Many spoken to have described exhausting shifts, strict controls, and conditions that amounted to coerced labour. Clearly, what was thought to be a career opportunity turned out to be an elaborate trap.
The deception took an even more dangerous turn for some men from African countries. In Kenya, dozens of young job seekers travelled to Russia on the belief that they had secured construction or warehouse jobs, but were transported to the Russia-Ukraine war zone upon arrival. They were pressured, or simply forced, to take part in a conflict they did not even understand and had no stake in.
Some have since reached out to Kenya’s embassy in Moscow pleading for emergency repatriation, while families at home wait anxiously for updates that rarely come. This is the same for South Africa.
Let us also not forget how Tanzania recently lost one of its own – student Nemes Tarimo – who was recruited by mercenary group Wagner, now called the Africa Corps, to fight in Ukraine on behalf of Russia. He died trying to secure his own freedom after promises of a prison pardon for an offence he may not even have committed.
South Africa recently confronted its own version of this nightmare. On November 6, 2025, the government announced that seventeen South African men, aged between 20 and 39, had sent distress calls from Donbas, Ukraine, after realising they had been lured into mercenary operations disguised as “high-paying employment.” Sixteen of these young men came from KwaZulu-Natal, one from the Eastern Cape.
Their stories are similar to the Kenyan experiences almost word-for-word - glossy job adverts, quick processing, promises of foreign salaries, followed by a terrifying awakening in a conflict zone.
South African President Cyril Ramaphosa responded to these revelations by ordering an investigation and using unusually strong language to condemn the exploitation of vulnerable young people.
South Africa reminded its citizens that participation in foreign military activity without government approval is illegal under the Foreign Military Assistance Act of 1998.
The statement was careful but blunt: young people are being targeted, exploited, and used.

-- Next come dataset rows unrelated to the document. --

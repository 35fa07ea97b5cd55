//! Write-side contracts for committed note state.
//!
//! # Responsibility
//! - Define how a finished operation log becomes durable note state.
//! - Share one error type across store implementations.
//!
//! # Invariants
//! - `commit` applies operations in log order and is all-or-nothing.
//! - Operations targeting `UNASSIGNED_NOTE_ID` are rejected, never stored.
//! - Committing never creates notes: every target must already be stored,
//!   mirroring the overlay, whose reads fail for ids missing from the base.

use crate::db::DbError;
use crate::model::change::Operation;
use crate::model::note::{NoteId, NoteRecord, UNASSIGNED_NOTE_ID};
use std::error::Error;
use std::fmt::{Display, Formatter};

pub type StoreResult<T> = Result<T, StoreError>;

/// Errors from note store writes and bootstrap.
#[derive(Debug)]
pub enum StoreError {
    /// Underlying SQLite/bootstrap error.
    Db(DbError),
    /// Operation at `index` targets the reserved unassigned id.
    UnassignedId { index: usize },
    /// Operation at `index` targets a note the store does not hold.
    NotFound { index: usize, id: NoteId },
    /// Value cannot be represented by the store.
    InvalidData(String),
}

impl Display for StoreError {
    fn fmt(&self, f: &mut Formatter<'_>) -> std::fmt::Result {
        match self {
            Self::Db(err) => write!(f, "{err}"),
            Self::UnassignedId { index } => {
                write!(f, "operation {index} targets the unassigned note id 0")
            }
            Self::NotFound { index, id } => {
                write!(f, "operation {index} targets missing note {id}")
            }
            Self::InvalidData(message) => write!(f, "invalid note data: {message}"),
        }
    }
}

impl Error for StoreError {
    fn source(&self) -> Option<&(dyn Error + 'static)> {
        match self {
            Self::Db(err) => Some(err),
            Self::UnassignedId { .. } | Self::NotFound { .. } | Self::InvalidData(_) => None,
        }
    }
}

impl StoreError {
    /// Index of the operation that was rejected, when one is to blame.
    pub fn operation_index(&self) -> Option<usize> {
        match self {
            Self::UnassignedId { index } | Self::NotFound { index, .. } => Some(*index),
            Self::Db(_) | Self::InvalidData(_) => None,
        }
    }
}

impl From<DbError> for StoreError {
    fn from(value: DbError) -> Self {
        Self::Db(value)
    }
}

impl From<rusqlite::Error> for StoreError {
    fn from(value: rusqlite::Error) -> Self {
        Self::Db(DbError::Sqlite(value))
    }
}

/// Durable note state that accepts committed batches.
pub trait NoteStore {
    /// Stores `record`, replacing every attribute of an existing note.
    fn insert_note(&mut self, record: &NoteRecord) -> StoreResult<()>;
    /// Applies `operations` in order and returns how many were applied.
    ///
    /// # Errors
    /// - `UnassignedId` / `NotFound` when a target cannot be edited; nothing
    ///   is written in that case.
    fn commit(&mut self, operations: &[Operation]) -> StoreResult<usize>;
}

/// Returns the index of the first operation targeting the unassigned id.
pub(crate) fn first_unassigned(operations: &[Operation]) -> Option<usize> {
    operations
        .iter()
        .position(|op| op.target() == UNASSIGNED_NOTE_ID)
}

These developments show a regional pattern that Tanzania cannot afford to ignore. The same tactics used in Kenya and South Africa are spreading across East Africa using online advertising, fake recruitment agencies, WhatsApp groups promising jobs abroad, and middlemen who vanish once victims arrive overseas.
Tanzanians are already being targeted because traffickers know the country is now in a post-election lull, a moment when public frustration is high and state attention is fragmented. Migration itself is not the problem. For many years, Tanzanians have sought opportunities abroad, building successful careers as a result.
However, what is emerging now is migration driven by despair rather than aspiration. And we all know that desperation lowers defences.
It makes offers seem more believable, encouraging people to take risks they normally wouldn’t take. And it creates the perfect opening for criminal networks.
Families across East Africa have already lived this nightmare. A son leaves the village with excitement, promising to send money home, only for his parents to later learn he is stranded in a foreign country with no documentation.
Or a daughter boards a plane believing she is going into hospitality training, only to end up isolated in a factory producing equipment for a war she had never heard of. By the time governments are alerted, the damage has already been done and reversing everything is a tall order.
Tanzania now stands at a crossroads. If the government responds proactively, it can protect thousands of young people from falling into these traps.
That means tightening oversight of foreign recruitment agencies, improving coordination with neighbouring countries to track trafficking networks, and mounting clear, accessible public-awareness campaigns that debunk the false promises circulating online.
Most importantly, Tanzania needs to create meaningful domestic opportunities such as skills programmes, apprenticeships, rural job schemes, and targeted support for unemployed youth.